Herm Minkoff stands in the Homeland Diner before a group of residents. On the table are news clippings and books.

“Who has been following the stock market?” he asks.

“It’s up,” says one resident. “About 300.”

It’s been a volatile couple of weeks, Minkoff agrees. “The stock market right now is like a roller-coaster.”

“Yeah,” says another resident. “Take a guess!”

This is Homeland’s twice-monthly sports and current events talk, led by Herm Minkoff. The retired furniture dealer volunteers his time to help Homeland residents stay on top of the news of the day. In the process, he has earned the appreciation of Homeland residents and staff for his untiring service.

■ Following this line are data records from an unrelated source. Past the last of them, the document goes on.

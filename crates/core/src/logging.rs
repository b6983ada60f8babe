//! Logging and observability
//!
//! Structured logging via `tracing-subscriber`, with text or JSON formatting
//! selected at runtime through environment variables and CLI flags.
//!
//! All logging output is directed to stderr. Stdout is reserved for the
//! harness's PASS/FAIL lines and the final report.

use anyhow::Result;
use std::{io, sync::Once};
use tracing_subscriber::{fmt, layer::SubscriberExt, util::SubscriberInitExt, EnvFilter};

static INIT: Once = Once::new();

/// Initialize the logging system with an optional format specification
///
/// Safe to call multiple times; only the first call installs a subscriber.
///
/// ## Arguments
///
/// * `format` - `None` or `"text"` for human-readable text, `"json"` for
///   structured JSON. Any other value falls back to text.
///
/// ## Environment Variables
///
/// * `SMOKECHECK_LOG_FORMAT` - Format used when `format` is `None`
/// * `SMOKECHECK_LOG` - Logging filter directives
/// * `RUST_LOG` - Fallback filter when `SMOKECHECK_LOG` is unset
/// * `SMOKECHECK_LOG_SPAN_EVENTS` - Span lifecycle events to emit
///   (`none`, `new`, `close`, `enter`, `exit`, `active`, `full`; comma or pipe separated)
///
/// ## Example
///
/// ```rust
/// use smokecheck_core::logging;
///
/// logging::init(None).expect("Failed to initialize logging");
/// ```
pub fn init(format: Option<&str>) -> Result<()> {
    INIT.call_once(|| {
        let filter = create_env_filter();

        let env_format = std::env::var("SMOKECHECK_LOG_FORMAT").ok();
        let effective_format = format.or(env_format.as_deref()).unwrap_or("text");

        let span_events = span_events_for_format(effective_format);

        match effective_format {
            "json" => {
                tracing_subscriber::registry()
                    .with(
                        fmt::layer()
                            .json()
                            .with_target(true)
                            .with_span_events(span_events)
                            .with_writer(io::stderr),
                    )
                    .with(filter)
                    .init();
            }
            _ => {
                tracing_subscriber::registry()
                    .with(
                        fmt::layer()
                            .with_target(true)
                            .with_span_events(span_events)
                            .with_writer(io::stderr),
                    )
                    .with(filter)
                    .init();
            }
        }

        tracing::debug!("Logging initialized with format: {}", effective_format);
    });

    Ok(())
}

/// Create an EnvFilter based on environment variables
fn create_env_filter() -> EnvFilter {
    if let Ok(spec) = std::env::var("SMOKECHECK_LOG") {
        EnvFilter::try_new(&spec).unwrap_or_else(|_| {
            tracing::warn!(
                "Invalid SMOKECHECK_LOG specification '{}', using default 'info'",
                spec
            );
            EnvFilter::new("info")
        })
    } else {
        EnvFilter::try_from_default_env().unwrap_or_else(|_| EnvFilter::new("info"))
    }
}

/// Determine span lifecycle event configuration based on env var and format
fn span_events_for_format(format: &str) -> fmt::format::FmtSpan {
    use fmt::format::FmtSpan;

    if let Ok(raw) = std::env::var("SMOKECHECK_LOG_SPAN_EVENTS") {
        return parse_span_events(&raw);
    }

    match format {
        "json" => FmtSpan::NEW | FmtSpan::CLOSE,
        _ => FmtSpan::NONE,
    }
}

fn parse_span_events(raw: &str) -> fmt::format::FmtSpan {
    use fmt::format::FmtSpan;

    let mut acc = FmtSpan::NONE;
    for token in raw.split(&[',', '|'][..]).map(|t| t.trim().to_lowercase()) {
        acc |= match token.as_str() {
            "new" => FmtSpan::NEW,
            "close" => FmtSpan::CLOSE,
            "enter" => FmtSpan::ENTER,
            "exit" => FmtSpan::EXIT,
            "active" => FmtSpan::ACTIVE,
            "full" => FmtSpan::FULL,
            _ => FmtSpan::NONE,
        };
    }
    acc
}

/// Check if logging has been initialized
pub fn is_initialized() -> bool {
    INIT.is_completed()
}
//! CLI-only smoke tests that need nothing beyond a POSIX shell.

mod support;

use predicates::prelude::*;
use support::smokecheck;

#[test]
fn smoke_cli_help_lists_commands() {
    smokecheck()
        .arg("--help")
        .assert()
        .success()
        .stdout(predicate::str::contains("run"))
        .stdout(predicate::str::contains("exists"))
        .stdout(predicate::str::contains("smoke"));
}

#[test]
fn smoke_cli_version() {
    smokecheck()
        .arg("--version")
        .assert()
        .success()
        .stdout(predicate::str::contains(env!("CARGO_PKG_VERSION")));
}

#[test]
fn smoke_cli_requires_subcommand() {
    smokecheck().assert().failure().code(2);
}

#[cfg(unix)]
#[test]
fn smoke_cli_check_passing_command() {
    smokecheck()
        .args(["check", "--name", "true works", "--", "true"])
        .assert()
        .success()
        .stdout(predicate::str::contains("✅ true works"))
        .stdout(predicate::str::contains("  Passed: 1"))
        .stdout(predicate::str::contains("  Failed: 0"))
        .stdout(predicate::str::contains("  Total:  1"))
        .stdout(predicate::str::contains("🎉 All tests passed!"));
}

#[cfg(unix)]
#[test]
fn smoke_cli_check_failing_command_exits_one() {
    smokecheck()
        .args(["--style", "plain", "check", "--", "sh", "-c", "exit 3"])
        .assert()
        .code(1)
        .stdout(predicate::str::contains("FAIL: sh -c 'exit 3'"))
        .stdout(predicate::str::contains("Failed tests:"))
        .stdout(predicate::str::contains("  - sh -c 'exit 3'"))
        .stderr(predicate::str::contains("Error").not());
}

#[cfg(unix)]
#[test]
fn smoke_cli_check_verbose_prints_banner() {
    smokecheck()
        .args(["check", "--verbose", "--name", "echo", "--", "echo", "hidden-output"])
        .assert()
        .success()
        .stdout(predicate::str::contains("🧪 Testing echo..."))
        .stdout(predicate::str::contains("hidden-output").not());
}

#[test]
fn smoke_cli_missing_program_fails_the_check() {
    smokecheck()
        .args(["check", "--", "definitely_not_a_real_program_xyz"])
        .assert()
        .code(1)
        .stdout(predicate::str::contains("❌ definitely_not_a_real_program_xyz"));
}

Minkoff loves the people of Homeland right back. They grieved with him after the death of his wife, and they constantly support his volunteer work. Volunteers are essential to achieving Homeland’s mission of assuring residents safe, active lives. Minkoff embodies the character traits valued in volunteers – his upbeat attitude, his concern for others, his gift for communications, and his genuine compassion for the well-being of others.

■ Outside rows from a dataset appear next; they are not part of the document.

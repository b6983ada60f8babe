//! Feature tests
//!
//! Grouped checks validating one devcontainer capability. Each group is a
//! fixed sequence of harness helper calls; it adds no state of its own.

use crate::errors::SuiteError;
use crate::harness::{CheckMode, Harness};
use crate::probe::Probe;
use std::io::Write;
use std::path::PathBuf;
use std::str::FromStr;
use tracing::{info, warn};

/// History directory used when `HISTFILE` has no parent
pub const DEFAULT_HISTORY_DIR: &str = "/dc/shellhistory";

/// History files looked for in the history directory
pub const HISTORY_FILES: &[&str] = &[".bash_history", ".zsh_history"];

/// Database file pre-commit keeps in its cache directory
pub const PRE_COMMIT_DB: &str = "db.db";

/// A named group of checks
#[derive(Debug, Clone, Copy, PartialEq, Eq)]
pub enum FeatureTest {
    /// Persistent shell history on a shared volume
    ShellHistory,
    /// Shared pre-commit hook cache
    PreCommitCache,
    /// pre-commit can install hooks into a fresh repository
    PreCommitHooks,
}

impl FeatureTest {
    /// All known feature tests
    pub const ALL: &'static [FeatureTest] = &[
        FeatureTest::ShellHistory,
        FeatureTest::PreCommitCache,
        FeatureTest::PreCommitHooks,
    ];

    /// Name used in suite files and on the command line
    pub fn name(self) -> &'static str {
        match self {
            FeatureTest::ShellHistory => "shell-history",
            FeatureTest::PreCommitCache => "pre-commit-cache",
            FeatureTest::PreCommitHooks => "pre-commit-hooks",
        }
    }

    /// Run the group against `harness`; true when every check in it passed
    pub fn run<W: Write>(self, harness: &mut Harness<W>) -> bool {
        info!("Running feature test: {}", self.name());
        let before = harness.state().fail_count;
        match self {
            FeatureTest::ShellHistory => shell_history(harness, &env_lookup),
            FeatureTest::PreCommitCache => pre_commit_cache(harness, &env_lookup),
            FeatureTest::PreCommitHooks => pre_commit_hooks(harness),
        }
        harness.state().fail_count == before
    }
}

impl FromStr for FeatureTest {
    type Err = SuiteError;

    fn from_str(s: &str) -> Result<Self, Self::Err> {
        FeatureTest::ALL
            .iter()
            .copied()
            .find(|f| f.name() == s)
            .ok_or_else(|| SuiteError::Validation {
                message: format!(
                    "Unknown feature test '{}' (expected one of: {})",
                    s,
                    FeatureTest::ALL
                        .iter()
                        .map(|f| f.name())
                        .collect::<Vec<_>>()
                        .join(", ")
                ),
            })
    }
}

fn env_lookup(key: &str) -> Option<String> {
    std::env::var(key).ok().filter(|v| !v.is_empty())
}

/// Directory holding shell history files
pub fn history_dir(lookup: &dyn Fn(&str) -> Option<String>) -> PathBuf {
    lookup("HISTFILE")
        .map(PathBuf::from)
        .and_then(|f| f.parent().map(|p| p.to_path_buf()))
        .filter(|p| !p.as_os_str().is_empty())
        .unwrap_or_else(|| PathBuf::from(DEFAULT_HISTORY_DIR))
}

/// Directory pre-commit uses for its cache
///
/// `PRE_COMMIT_HOME`, then `$XDG_CACHE_HOME/pre-commit`, then
/// `$HOME/.cache/pre-commit`.
pub fn pre_commit_home(lookup: &dyn Fn(&str) -> Option<String>) -> Option<PathBuf> {
    if let Some(home) = lookup("PRE_COMMIT_HOME") {
        return Some(PathBuf::from(home));
    }
    if let Some(cache) = lookup("XDG_CACHE_HOME") {
        return Some(PathBuf::from(cache).join("pre-commit"));
    }
    lookup("HOME").map(|home| PathBuf::from(home).join(".cache").join("pre-commit"))
}

fn shell_history<W: Write>(harness: &mut Harness<W>, lookup: &dyn Fn(&str) -> Option<String>) {
    harness.check_env_set("HISTFILE");

    let dir = history_dir(lookup);
    harness.check_dir_exists(&dir);
    harness.check_dir_writable(&dir);

    let present: Vec<PathBuf> = HISTORY_FILES
        .iter()
        .map(|f| dir.join(f))
        .filter(|p| p.is_file())
        .collect();
    harness.record(
        &format!("history files present in {}", dir.display()),
        !present.is_empty(),
    );
    for file in present {
        harness.check_file_writable(&file);
    }
}

fn pre_commit_cache<W: Write>(harness: &mut Harness<W>, lookup: &dyn Fn(&str) -> Option<String>) {
    harness.check_env_set("PRE_COMMIT_HOME");

    match pre_commit_home(lookup) {
        Some(dir) => {
            harness.check_dir_exists(&dir);
            harness.check_dir_writable(&dir);
            harness.check_command_exists("pre-commit");
            harness.check_version("pre-commit");
            harness.check_file_exists(dir.join(PRE_COMMIT_DB));
        }
        None => {
            warn!("Cannot locate the pre-commit cache directory");
            harness.record("pre-commit cache directory resolvable", false);
        }
    }
}

fn pre_commit_hooks<W: Write>(harness: &mut Harness<W>) {
    let repo = match tempfile::Builder::new().prefix("smokecheck-repo-").tempdir() {
        Ok(dir) => dir,
        Err(err) => {
            warn!("Cannot create temporary repository: {}", err);
            harness.record("temporary git repository created", false);
            return;
        }
    };
    let repo_path = repo.path().as_os_str().to_os_string();

    let init = Probe::Command {
        program: "git".into(),
        args: vec!["-C".into(), repo_path.clone(), "init".into(), "-q".into()],
    };
    if !harness.run_check("temporary git repository created", CheckMode::Quiet, &init) {
        return;
    }

    let install = Probe::Command {
        program: "sh".into(),
        args: vec![
            "-c".into(),
            "cd \"$1\" && pre-commit install".into(),
            "sh".into(),
            repo_path,
        ],
    };
    harness.run_check("pre-commit install", CheckMode::Quiet, &install);
}

#[cfg(test)]
mod tests {
    use super::*;
    use crate::harness::Style;
    use std::collections::HashMap;

    fn lookup_from(pairs: &[(&str, &str)]) -> impl Fn(&str) -> Option<String> {
        let map: HashMap<String, String> = pairs
            .iter()
            .map(|(k, v)| (k.to_string(), v.to_string()))
            .collect();
        move |key: &str| map.get(key).cloned()
    }

    #[test]
    fn test_parse_feature_names() {
        assert_eq!(
            "shell-history".parse::<FeatureTest>().unwrap(),
            FeatureTest::ShellHistory
        );
        assert_eq!(
            "pre-commit-cache".parse::<FeatureTest>().unwrap(),
            FeatureTest::PreCommitCache
        );
        let err = "bogus".parse::<FeatureTest>().unwrap_err();
        assert!(err.to_string().contains("Unknown feature test 'bogus'"));
        assert!(err.to_string().contains("shell-history"));
    }

    #[test]
    fn test_history_dir_resolution() {
        assert_eq!(
            history_dir(&lookup_from(&[("HISTFILE", "/dc/shellhistory/.bash_history")])),
            PathBuf::from("/dc/shellhistory")
        );
        assert_eq!(
            history_dir(&lookup_from(&[("HISTFILE", ".bash_history")])),
            PathBuf::from(DEFAULT_HISTORY_DIR)
        );
        assert_eq!(
            history_dir(&lookup_from(&[])),
            PathBuf::from(DEFAULT_HISTORY_DIR)
        );
    }

    #[test]
    fn test_pre_commit_home_resolution() {
        assert_eq!(
            pre_commit_home(&lookup_from(&[
                ("PRE_COMMIT_HOME", "/cache/pc"),
                ("HOME", "/home/vscode")
            ])),
            Some(PathBuf::from("/cache/pc"))
        );
        assert_eq!(
            pre_commit_home(&lookup_from(&[("XDG_CACHE_HOME", "/xdg")])),
            Some(PathBuf::from("/xdg/pre-commit"))
        );
        assert_eq!(
            pre_commit_home(&lookup_from(&[("HOME", "/home/vscode")])),
            Some(PathBuf::from("/home/vscode/.cache/pre-commit"))
        );
        assert_eq!(pre_commit_home(&lookup_from(&[])), None);
    }

    #[test]
    fn test_shell_history_group_against_temp_dir() {
        let dir = tempfile::TempDir::new().unwrap();
        std::fs::write(dir.path().join(".zsh_history"), "").unwrap();
        let histfile = dir.path().join(".zsh_history");
        let histfile = histfile.to_string_lossy().into_owned();
        let lookup = lookup_from(&[("HISTFILE", histfile.as_str())]);

        let mut buf = Vec::new();
        let mut harness = Harness::with_writer(&mut buf, Style::Plain);
        shell_history(&mut harness, &lookup);
        let report = harness.finish();

        // HISTFILE is read from the real environment by check_env_set; the
        // directory and file checks come from the lookup.
        let non_env_failures: Vec<_> = report
            .failed_names
            .iter()
            .filter(|n| n.as_str() != "HISTFILE is set")
            .collect();
        assert!(non_env_failures.is_empty(), "{:?}", non_env_failures);
        assert_eq!(report.total, 5);
    }

    #[test]
    fn test_shell_history_group_without_history_files() {
        let dir = tempfile::TempDir::new().unwrap();
        let histfile = dir.path().join(".bash_history");
        let histfile = histfile.to_string_lossy().into_owned();
        let lookup = lookup_from(&[("HISTFILE", histfile.as_str())]);

        let mut buf = Vec::new();
        let mut harness = Harness::with_writer(&mut buf, Style::Plain);
        shell_history(&mut harness, &lookup);
        let report = harness.finish();

        assert!(report
            .failed_names
            .iter()
            .any(|n| n.starts_with("history files present in")));
    }

    #[test]
    fn test_pre_commit_cache_unresolvable_records_failure() {
        let mut buf = Vec::new();
        let mut harness = Harness::with_writer(&mut buf, Style::Plain);
        pre_commit_cache(&mut harness, &lookup_from(&[]));
        let report = harness.finish();
        assert!(report
            .failed_names
            .contains(&"pre-commit cache directory resolvable".to_string()));
    }
}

“It’s a good thing when you help people out like this,” says Minkoff.

Originally, Minkoff led talks focused on sports legends and today’s sports news, but he added current affairs to appeal to a broader audience.

“There’s so much going on right now,” he says. “Every day, you pick up the paper and there’s something going on. I really enjoy it. I think it keeps me a little sharp.”

Minkoff isn’t afraid to choose topics that elicit strong opinions. On this day, Homeland residents were sharing thoughts and opinions on transgender people (“If they want to make the change, then go completely. Because then they can’t come back.”) and Donald Trump (“The windbag.”) Even when participants disagree, Minkoff makes sure that opinions are acknowledged, and no one interrupts anyone else.

“Sometimes, I’ll walk in and think to myself, ‘What should I talk about today?’” Minkoff says. “The people I get, they love it.”

When they talk about sports, the discussion doesn’t focus simply on scores and what’s happening on the field. For instance, Minkoff reminds them, sports figures of the past were shielded from scrutiny when they misbehaved off the field, but today’s sports stars are chronicled in minute detail – the good, the bad, and the ugly.

During one discussion about husbands whose straying makes the news, Minkoff asked why a humiliated wife would, as the song says, stand by her man.

“The women there had some great answers,” he says. “’A woman can’t help it sometimes. She’s in a bind. Where’s else can she go?’”

Residents show their appreciation by ending the sessions with applause. “They love it,” says Minkoff. “I always start off by telling them that if we get into anything political, I just want them to know that I am not a Democrat, I am not a Republican. I am an Independent. I just call it the way it is.”